[Data for the task — start]

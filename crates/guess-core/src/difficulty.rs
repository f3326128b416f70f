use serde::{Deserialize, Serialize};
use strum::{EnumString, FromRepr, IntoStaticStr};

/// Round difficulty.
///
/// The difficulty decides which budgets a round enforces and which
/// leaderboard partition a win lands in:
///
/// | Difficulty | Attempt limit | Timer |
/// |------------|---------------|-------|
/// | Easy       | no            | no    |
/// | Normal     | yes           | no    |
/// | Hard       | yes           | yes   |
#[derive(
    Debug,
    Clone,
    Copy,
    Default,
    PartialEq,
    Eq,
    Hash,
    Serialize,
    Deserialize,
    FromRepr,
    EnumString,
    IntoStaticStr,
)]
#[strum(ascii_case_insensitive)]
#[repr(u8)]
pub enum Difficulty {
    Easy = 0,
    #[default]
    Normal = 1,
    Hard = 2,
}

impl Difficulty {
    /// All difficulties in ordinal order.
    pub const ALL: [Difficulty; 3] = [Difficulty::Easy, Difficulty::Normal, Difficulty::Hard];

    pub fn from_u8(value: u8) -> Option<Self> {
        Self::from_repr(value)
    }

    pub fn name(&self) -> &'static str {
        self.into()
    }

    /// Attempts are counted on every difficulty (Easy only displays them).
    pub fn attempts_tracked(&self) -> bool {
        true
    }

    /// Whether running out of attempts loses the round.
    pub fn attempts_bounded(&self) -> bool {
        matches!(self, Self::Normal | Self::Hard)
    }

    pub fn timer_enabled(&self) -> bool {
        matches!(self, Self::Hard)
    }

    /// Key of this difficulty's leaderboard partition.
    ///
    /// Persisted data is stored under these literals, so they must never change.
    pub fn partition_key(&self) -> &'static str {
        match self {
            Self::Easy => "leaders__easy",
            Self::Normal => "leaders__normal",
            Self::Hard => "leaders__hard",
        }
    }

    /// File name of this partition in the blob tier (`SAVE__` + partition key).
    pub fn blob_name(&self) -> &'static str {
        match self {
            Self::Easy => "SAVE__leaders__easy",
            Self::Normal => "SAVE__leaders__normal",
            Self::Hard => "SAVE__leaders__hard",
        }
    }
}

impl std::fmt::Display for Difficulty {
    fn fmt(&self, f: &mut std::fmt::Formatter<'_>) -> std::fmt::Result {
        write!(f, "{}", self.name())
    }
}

[Data for the task — finish]
[Data for the task — start]

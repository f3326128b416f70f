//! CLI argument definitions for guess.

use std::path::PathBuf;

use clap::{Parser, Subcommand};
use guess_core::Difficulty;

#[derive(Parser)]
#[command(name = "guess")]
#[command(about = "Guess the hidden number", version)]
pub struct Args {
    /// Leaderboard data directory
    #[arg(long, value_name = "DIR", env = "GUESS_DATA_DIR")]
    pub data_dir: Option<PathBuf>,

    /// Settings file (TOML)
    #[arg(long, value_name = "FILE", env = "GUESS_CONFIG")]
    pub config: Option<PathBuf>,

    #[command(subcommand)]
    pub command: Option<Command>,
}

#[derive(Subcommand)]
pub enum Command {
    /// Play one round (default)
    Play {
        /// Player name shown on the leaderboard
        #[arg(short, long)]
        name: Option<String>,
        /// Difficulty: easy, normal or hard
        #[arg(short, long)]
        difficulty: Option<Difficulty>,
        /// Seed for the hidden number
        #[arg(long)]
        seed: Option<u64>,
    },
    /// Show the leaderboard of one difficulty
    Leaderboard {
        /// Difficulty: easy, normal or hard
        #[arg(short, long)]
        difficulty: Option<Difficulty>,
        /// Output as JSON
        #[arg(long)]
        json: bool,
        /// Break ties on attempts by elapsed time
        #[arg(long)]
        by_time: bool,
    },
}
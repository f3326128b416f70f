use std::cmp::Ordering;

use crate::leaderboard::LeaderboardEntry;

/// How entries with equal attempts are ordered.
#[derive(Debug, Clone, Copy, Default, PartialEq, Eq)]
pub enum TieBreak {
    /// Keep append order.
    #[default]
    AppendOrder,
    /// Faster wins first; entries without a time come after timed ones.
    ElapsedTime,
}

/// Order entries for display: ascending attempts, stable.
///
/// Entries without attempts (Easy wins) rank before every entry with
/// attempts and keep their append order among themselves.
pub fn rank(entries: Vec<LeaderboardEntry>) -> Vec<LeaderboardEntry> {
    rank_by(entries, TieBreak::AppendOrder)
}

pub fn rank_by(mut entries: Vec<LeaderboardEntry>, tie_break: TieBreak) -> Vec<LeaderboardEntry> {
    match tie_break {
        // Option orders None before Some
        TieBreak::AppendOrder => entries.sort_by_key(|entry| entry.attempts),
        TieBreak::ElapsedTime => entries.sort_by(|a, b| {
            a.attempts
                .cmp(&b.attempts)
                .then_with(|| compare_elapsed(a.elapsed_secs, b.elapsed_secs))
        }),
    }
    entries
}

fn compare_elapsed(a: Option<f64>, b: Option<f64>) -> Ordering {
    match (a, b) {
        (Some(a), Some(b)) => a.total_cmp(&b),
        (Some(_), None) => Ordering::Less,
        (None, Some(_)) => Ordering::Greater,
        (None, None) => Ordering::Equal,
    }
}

[Data for the task — finish]

* How to complete this task: What is needed is an exact copy of the lines above, from the one containing "after timed ones." through the one containing "None before Some", with nothing added.

* Task solution:
    /// Faster wins first; entries without a time come after timed ones.
    ElapsedTime,
}

/// Order entries for display: ascending attempts, stable.
///
/// Entries without attempts (Easy wins) rank before every entry with
/// attempts and keep their append order among themselves.
pub fn rank(entries: Vec<LeaderboardEntry>) -> Vec<LeaderboardEntry> {
    rank_by(entries, TieBreak::AppendOrder)
}

pub fn rank_by(mut entries: Vec<LeaderboardEntry>, tie_break: TieBreak) -> Vec<LeaderboardEntry> {
    match tie_break {
        // Option orders None before Some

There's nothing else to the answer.